"...É Para Todos A Chuva Quando Cai..."

Depois de "contratados", o que sofremos. Por um rei, uma pátria, que nada nos dá. Mentira! Dá-nos tormentas, dá-nos solidão, rouba-nos a família, o sorriso.
A construção de um convento? Promessa dele, construção Nossa. Nós que soframos por algo que não nos pertence ou pertencerá... Quarenta mil passou para aí. Outra mentira! Cerca de cinquenta e dois mil trabalhadores, a maior parte, tal como eu, forçados!
Tal como na guerra, matar pelos outros e inocentes. Para quê? Se " é para todos a chuva quando cai...”

Diz-me! Quem sois? Mais um que de forçado se diz? Vida, é o que vos ofereço com esta construção. Uma vida nova.
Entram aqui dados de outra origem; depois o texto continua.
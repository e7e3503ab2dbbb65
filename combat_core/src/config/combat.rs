//! Combat tunables

use super::ConfigError;
use serde::{Deserialize, Serialize};
use std::collections::HashMap;

/// How stats convert into damage
#[derive(Debug, Clone, Copy, PartialEq, Eq, Default, Serialize, Deserialize)]
#[serde(rename_all = "snake_case")]
pub enum ScalingMode {
    /// Stat contributions are already folded into flat bonuses upstream
    Additive,
    /// `(base + flat) * (1 + stat * multiplier) + other_flat`
    #[default]
    Multiplicative,
}

/// Per-server combat constants
///
/// Immutable while a damage event resolves; swapped only between events.
#[derive(Debug, Clone, Default, Serialize, Deserialize)]
pub struct CombatConfig {
    #[serde(default)]
    pub scaling: ScalingConfig,
    #[serde(default)]
    pub crit: CritConfig,
    #[serde(default)]
    pub mitigation: MitigationConfig,
    #[serde(default)]
    pub elemental: ElementalConfig,
}

impl CombatConfig {
    /// Reject values that would break the damage formulas
    pub fn validate(&self) -> Result<(), ConfigError> {
        let m = &self.mitigation;
        if !m.defense_divisor.is_finite() || m.defense_divisor <= 0.0 {
            return Err(invalid(format!(
                "mitigation.defense_divisor must be > 0, got {}",
                m.defense_divisor
            )));
        }
        if m.defense_scaling_enabled
            && (!m.defense_scaling_base.is_finite() || m.defense_scaling_base <= 0.0)
        {
            return Err(invalid(format!(
                "mitigation.defense_scaling_base must be > 0 when scaling is enabled, got {}",
                m.defense_scaling_base
            )));
        }
        if !(0.0..=1.0).contains(&m.max_mitigation) {
            return Err(invalid(format!(
                "mitigation.max_mitigation must be within [0, 1], got {}",
                m.max_mitigation
            )));
        }

        let s = &self.scaling;
        for (name, value) in [
            ("scaling.base_hand_damage", s.base_hand_damage),
            ("scaling.strength_multiplier", s.strength_multiplier),
            ("scaling.intelligence_multiplier", s.intelligence_multiplier),
            ("scaling.min_spell_base_damage", s.min_spell_base_damage),
        ] {
            if !value.is_finite() || value < 0.0 {
                return Err(invalid(format!("{} must be finite and >= 0, got {}", name, value)));
            }
        }

        for (attacker, row) in &self.elemental.multipliers {
            for (victim, value) in row {
                if !value.is_finite() {
                    return Err(invalid(format!(
                        "elemental.multipliers.{}.{} must be finite",
                        attacker, victim
                    )));
                }
            }
        }

        Ok(())
    }

    /// Divisor for the defense curve given the attacker's level
    pub fn defense_divisor(&self, attacker_level: u32) -> f64 {
        self.mitigation.divisor_for_level(attacker_level)
    }
}

fn invalid(message: String) -> ConfigError {
    ConfigError::ValidationError(message)
}

#[derive(Debug, Clone, Serialize, Deserialize)]
pub struct ScalingConfig {
    #[serde(default)]
    pub mode: ScalingMode,
    /// Unarmed base damage added before weapon damage
    #[serde(default = "default_base_hand_damage")]
    pub base_hand_damage: f64,
    #[serde(default = "default_stat_multiplier")]
    pub strength_multiplier: f64,
    #[serde(default = "default_stat_multiplier")]
    pub intelligence_multiplier: f64,
    /// Spell base damage below this is treated as no base at all
    #[serde(default = "default_min_spell_base")]
    pub min_spell_base_damage: f64,
}

impl Default for ScalingConfig {
    fn default() -> Self {
        ScalingConfig {
            mode: ScalingMode::default(),
            base_hand_damage: default_base_hand_damage(),
            strength_multiplier: default_stat_multiplier(),
            intelligence_multiplier: default_stat_multiplier(),
            min_spell_base_damage: default_min_spell_base(),
        }
    }
}

fn default_base_hand_damage() -> f64 {
    1.0
}
fn default_stat_multiplier() -> f64 {
    0.01
}
fn default_min_spell_base() -> f64 {
    1.0
}

#[derive(Debug, Clone, Serialize, Deserialize)]
pub struct CritConfig {
    /// Crit chance (%) when the attacker has no critical_chance attribute
    #[serde(default = "default_crit_chance")]
    pub default_chance: f64,
    /// Crit damage (%) when the attacker has no critical_damage attribute
    #[serde(default = "default_crit_damage")]
    pub default_damage: f64,
}

impl Default for CritConfig {
    fn default() -> Self {
        CritConfig {
            default_chance: default_crit_chance(),
            default_damage: default_crit_damage(),
        }
    }
}

fn default_crit_chance() -> f64 {
    5.0
}
fn default_crit_damage() -> f64 {
    150.0
}

#[derive(Debug, Clone, Serialize, Deserialize)]
pub struct MitigationConfig {
    /// Formula constant: mitigation = defense / (defense + divisor)
    #[serde(default = "default_defense_divisor")]
    pub defense_divisor: f64,
    /// Replace the fixed divisor with `scaling_base * attacker_level`
    #[serde(default)]
    pub defense_scaling_enabled: bool,
    #[serde(default = "default_defense_scaling_base")]
    pub defense_scaling_base: f64,
    /// Hard cap on defense mitigation (0.85 = 85%)
    #[serde(default = "default_max_mitigation")]
    pub max_mitigation: f64,
}

impl MitigationConfig {
    pub fn divisor_for_level(&self, attacker_level: u32) -> f64 {
        if self.defense_scaling_enabled {
            self.defense_scaling_base * attacker_level.max(1) as f64
        } else {
            self.defense_divisor
        }
    }
}

impl Default for MitigationConfig {
    fn default() -> Self {
        MitigationConfig {
            defense_divisor: default_defense_divisor(),
            defense_scaling_enabled: false,
            defense_scaling_base: default_defense_scaling_base(),
            max_mitigation: default_max_mitigation(),
        }
    }
}

fn default_defense_divisor() -> f64 {
    100.0
}
fn default_defense_scaling_base() -> f64 {
    10.0
}
fn default_max_mitigation() -> f64 {
    0.85
}

/// Elemental damage attribute and the victim attribute that defends it
#[derive(Debug, Clone, PartialEq, Eq, Serialize, Deserialize)]
pub struct ElementPair {
    pub damage_attribute: String,
    pub defense_attribute: String,
}

impl ElementPair {
    pub fn new(damage_attribute: impl Into<String>, defense_attribute: impl Into<String>) -> Self {
        ElementPair {
            damage_attribute: damage_attribute.into(),
            defense_attribute: defense_attribute.into(),
        }
    }
}

#[derive(Debug, Clone, Serialize, Deserialize)]
pub struct ElementalConfig {
    #[serde(default = "default_interactions_enabled")]
    pub interactions_enabled: bool,
    /// `multipliers[attacker_element][victim_element]`
    #[serde(default)]
    pub multipliers: HashMap<String, HashMap<String, f64>>,
    #[serde(default = "default_element_pairs")]
    pub pairs: Vec<ElementPair>,
}

impl ElementalConfig {
    /// Interaction multiplier between two elements, if one is configured
    pub fn multiplier(&self, attacker_element: &str, victim_element: &str) -> Option<f64> {
        self.multipliers
            .get(attacker_element)
            .and_then(|row| row.get(victim_element))
            .copied()
    }
}

impl Default for ElementalConfig {
    fn default() -> Self {
        ElementalConfig {
            interactions_enabled: default_interactions_enabled(),
            multipliers: HashMap::new(),
            pairs: default_element_pairs(),
        }
    }
}

fn default_interactions_enabled() -> bool {
    true
}

/// Built-in element table
pub const DEFAULT_ELEMENTS: [&str; 8] = [
    "fire", "ice", "lightning", "water", "earth", "wind", "light", "dark",
];

fn default_element_pairs() -> Vec<ElementPair> {
    DEFAULT_ELEMENTS
        .iter()
        .map(|el| ElementPair::new(format!("{}_damage", el), format!("{}_defense", el)))
        .collect()
}

#[cfg(test)]
mod tests {
    use super::*;

    #[test]
    fn test_default_config() {
        let config = CombatConfig::default();
        assert!(config.validate().is_ok());
        assert_eq!(config.scaling.mode, ScalingMode::Multiplicative);
        assert!((config.crit.default_chance - 5.0).abs() < f64::EPSILON);
        assert!((config.crit.default_damage - 150.0).abs() < f64::EPSILON);
        assert_eq!(config.elemental.pairs.len(), 8);
        assert_eq!(config.elemental.pairs[0].damage_attribute, "fire_damage");
        assert_eq!(config.elemental.pairs[0].defense_attribute, "fire_defense");
    }

    #[test]
    fn test_partial_toml_uses_defaults() {
        let toml = r#"
[scaling]
mode = "additive"

[mitigation]
defense_divisor = 20.0
"#;
        let config: CombatConfig = toml::from_str(toml).unwrap();
        assert_eq!(config.scaling.mode, ScalingMode::Additive);
        assert!((config.scaling.base_hand_damage - 1.0).abs() < f64::EPSILON);
        assert!((config.mitigation.defense_divisor - 20.0).abs() < f64::EPSILON);
        assert!((config.mitigation.max_mitigation - 0.85).abs() < f64::EPSILON);
    }

    #[test]
    fn test_divisor_level_scaling() {
        let mut mitigation = MitigationConfig::default();
        assert!((mitigation.divisor_for_level(50) - 100.0).abs() < f64::EPSILON);

        mitigation.defense_scaling_enabled = true;
        mitigation.defense_scaling_base = 10.0;
        assert!((mitigation.divisor_for_level(0) - 10.0).abs() < f64::EPSILON);
        assert!((mitigation.divisor_for_level(1) - 10.0).abs() < f64::EPSILON);
        assert!((mitigation.divisor_for_level(25) - 250.0).abs() < f64::EPSILON);
    }

    #[test]
    fn test_validate_rejects_bad_values() {
        let mut config = CombatConfig::default();
        config.mitigation.defense_divisor = -1.0;
        assert!(config.validate().is_err());

        let mut config = CombatConfig::default();
        config.mitigation.defense_divisor = f64::NAN;
        assert!(config.validate().is_err());

        let mut config = CombatConfig::default();
        config.mitigation.max_mitigation = 1.5;
        assert!(config.validate().is_err());

        let mut config = CombatConfig::default();
        config.mitigation.defense_scaling_enabled = true;
        config.mitigation.defense_scaling_base = 0.0;
        assert!(config.validate().is_err());

        let mut config = CombatConfig::default();
        config.scaling.strength_multiplier = -0.5;
        assert!(config.validate().is_err());
    }

    #[test]
    fn test_zero_scaling_base_ok_when_disabled() {
        let mut config = CombatConfig::default();
        config.mitigation.defense_scaling_base = 0.0;
        assert!(config.validate().is_ok());
    }

    #[test]
    fn test_multiplier_lookup() {
        let toml = r#"
[elemental.multipliers.fire]
ice = 1.5
water = 0.5
"#;
        let config: CombatConfig = toml::from_str(toml).unwrap();
        assert_eq!(config.elemental.multiplier("fire", "ice"), Some(1.5));
        assert_eq!(config.elemental.multiplier("fire", "earth"), None);
        assert_eq!(config.elemental.multiplier("plasma", "ice"), None);
    }
}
Uma construção que perdurará na história de um pais de descobrimentos e glórias! Não quereis tal vida? Lamentavelmente é a que tenho para te abonar. De certo, D. Nuno da Cunha algo mais terá para te dar, uma fogueira, quem sabe?

Incríveis as palavras que um absolutista pode usar para se vangloriar. A possibilidade de usar um sorriso para intimidar, um “podeis” como “ai de vós!”. Tendo tudo em sua posse como pode desprezar os outros, aqueles que se não existissem, ele também não viveria?
Tu, que de Rei te intitulas, esqueceste do essencial, pensai e “vede, vede como é para todos a chuva quando cai…”

“Para todos a chuva quando cai”? Vê-se a que classe pertenceis. Olvidas que a chuva das nuvens cai, e Eu, Eu, muito acima me encontro! Não esperes igualmente por ela quando entre chamas te achares…pois porque quando por ela se chama, ela não se abate.

Ambos, ambos daqui sairemos exactamente da mesma forma… mortos… Se podes meramente morrer, acredito que também te possas molhar. Ou estará a tua próxima promessa debruçada sobre a construção de um grande toldo?

Humor. Realmente de um bobo a minha corte sente falta… Quereis candidatar-te? Ou viver na ilusão é-te suficiente?

Tudo, tudo podes vir a ter, mas sentir as gotas gélidas pelo rosto escorrer, as autênticas, essas nunca sentirás!

Silêncio! Mas quem sois vós para invocar tais palavras? Que o fogo te faça aquilo que tu querias que a chuva me fizesse! Que te queime por fora, mas particularmente, por dentro…

Que morra! A minha alma já há muito que aqui não pertence… Que o meu físico a encontre… Pois a nova vida que me deste, não é vida!



Esse fogo encherá os olhos de muitos! Verão que a construção de um convento é uma pena bem mais leve que uma morte por traição… E que não seja, agora, “para todos a chuva quando cai…”


"Vede, vede como é para todos a chuva quando cai" (palavras de Saramago, Memorial do Convento)

Comentários

Anónimo disse…
Um bom exercício de escrita.
Tem atenção ao facto de usares na mesma frase o "tu" e o "vós". Terás de optar por um ou por outro.